___ Extracted entries

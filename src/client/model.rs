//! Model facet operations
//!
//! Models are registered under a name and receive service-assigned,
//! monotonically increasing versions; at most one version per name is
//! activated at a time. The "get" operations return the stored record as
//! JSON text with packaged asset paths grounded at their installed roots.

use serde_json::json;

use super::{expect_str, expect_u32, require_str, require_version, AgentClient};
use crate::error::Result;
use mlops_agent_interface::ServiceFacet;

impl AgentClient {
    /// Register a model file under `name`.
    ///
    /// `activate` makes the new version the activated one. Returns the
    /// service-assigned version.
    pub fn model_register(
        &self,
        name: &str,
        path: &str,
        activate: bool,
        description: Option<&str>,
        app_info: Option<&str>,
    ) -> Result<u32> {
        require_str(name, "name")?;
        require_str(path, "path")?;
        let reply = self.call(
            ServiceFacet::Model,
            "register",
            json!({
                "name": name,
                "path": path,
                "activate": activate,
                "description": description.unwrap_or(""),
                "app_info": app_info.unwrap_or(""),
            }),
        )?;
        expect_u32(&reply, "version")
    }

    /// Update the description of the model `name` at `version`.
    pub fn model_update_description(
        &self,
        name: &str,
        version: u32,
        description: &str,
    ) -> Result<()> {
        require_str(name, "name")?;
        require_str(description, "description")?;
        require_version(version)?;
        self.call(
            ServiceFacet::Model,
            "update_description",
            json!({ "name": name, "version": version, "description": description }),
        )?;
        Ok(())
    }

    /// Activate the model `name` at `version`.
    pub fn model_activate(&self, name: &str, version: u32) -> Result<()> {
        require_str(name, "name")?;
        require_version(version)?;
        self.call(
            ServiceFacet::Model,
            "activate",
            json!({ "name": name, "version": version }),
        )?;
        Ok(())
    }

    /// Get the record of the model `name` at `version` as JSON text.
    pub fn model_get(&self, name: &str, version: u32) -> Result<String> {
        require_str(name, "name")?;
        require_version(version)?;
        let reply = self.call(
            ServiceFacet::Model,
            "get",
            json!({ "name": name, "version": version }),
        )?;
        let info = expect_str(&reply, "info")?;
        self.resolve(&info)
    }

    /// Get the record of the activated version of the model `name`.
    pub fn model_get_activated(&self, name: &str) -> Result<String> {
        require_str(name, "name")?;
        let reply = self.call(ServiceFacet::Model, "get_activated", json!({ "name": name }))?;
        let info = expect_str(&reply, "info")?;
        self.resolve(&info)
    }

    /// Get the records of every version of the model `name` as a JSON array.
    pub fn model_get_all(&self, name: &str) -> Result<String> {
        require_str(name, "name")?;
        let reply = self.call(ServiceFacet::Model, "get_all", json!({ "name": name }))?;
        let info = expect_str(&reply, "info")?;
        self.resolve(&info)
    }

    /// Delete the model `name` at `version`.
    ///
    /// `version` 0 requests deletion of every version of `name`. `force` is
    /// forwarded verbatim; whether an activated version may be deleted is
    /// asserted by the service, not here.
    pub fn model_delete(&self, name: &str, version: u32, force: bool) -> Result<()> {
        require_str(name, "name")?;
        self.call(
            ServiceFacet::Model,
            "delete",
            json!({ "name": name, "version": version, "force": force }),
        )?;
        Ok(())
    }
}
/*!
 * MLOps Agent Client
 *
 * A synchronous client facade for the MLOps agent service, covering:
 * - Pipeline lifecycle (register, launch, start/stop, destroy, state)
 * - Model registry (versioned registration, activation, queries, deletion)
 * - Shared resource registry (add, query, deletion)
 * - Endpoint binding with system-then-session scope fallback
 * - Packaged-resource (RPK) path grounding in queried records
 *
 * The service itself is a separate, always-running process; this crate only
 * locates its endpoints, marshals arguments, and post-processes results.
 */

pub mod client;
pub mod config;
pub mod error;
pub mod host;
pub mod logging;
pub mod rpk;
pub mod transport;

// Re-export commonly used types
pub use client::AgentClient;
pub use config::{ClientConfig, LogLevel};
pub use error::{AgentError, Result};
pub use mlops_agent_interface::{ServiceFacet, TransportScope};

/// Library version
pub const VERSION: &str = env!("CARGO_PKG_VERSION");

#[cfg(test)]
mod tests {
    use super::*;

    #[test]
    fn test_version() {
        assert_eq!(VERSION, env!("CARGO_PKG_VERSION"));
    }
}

______
___ Extracted entries

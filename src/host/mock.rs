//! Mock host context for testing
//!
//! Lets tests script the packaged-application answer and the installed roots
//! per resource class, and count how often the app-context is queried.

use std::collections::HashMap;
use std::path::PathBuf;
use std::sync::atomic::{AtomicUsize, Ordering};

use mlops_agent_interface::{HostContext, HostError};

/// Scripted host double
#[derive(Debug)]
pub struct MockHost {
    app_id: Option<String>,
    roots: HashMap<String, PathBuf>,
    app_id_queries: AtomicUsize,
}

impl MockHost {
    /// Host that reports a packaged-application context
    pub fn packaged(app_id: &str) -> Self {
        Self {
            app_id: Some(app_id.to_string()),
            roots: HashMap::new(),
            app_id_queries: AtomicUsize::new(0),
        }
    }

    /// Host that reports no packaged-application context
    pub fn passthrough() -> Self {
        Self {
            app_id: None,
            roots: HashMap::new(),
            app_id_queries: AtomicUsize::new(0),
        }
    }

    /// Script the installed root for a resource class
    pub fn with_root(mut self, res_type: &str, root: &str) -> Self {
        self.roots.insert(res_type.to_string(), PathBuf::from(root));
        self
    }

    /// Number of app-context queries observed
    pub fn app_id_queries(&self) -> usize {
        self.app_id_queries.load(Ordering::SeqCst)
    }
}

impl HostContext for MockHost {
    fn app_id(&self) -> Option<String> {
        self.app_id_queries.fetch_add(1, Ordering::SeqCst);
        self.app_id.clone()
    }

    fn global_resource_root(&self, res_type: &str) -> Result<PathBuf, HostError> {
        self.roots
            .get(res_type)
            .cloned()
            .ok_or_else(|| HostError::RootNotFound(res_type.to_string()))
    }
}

______

| What to produce |
A single integer is the expected output: the number of lines in the data that include the word "HostContext".

| Written solution |
2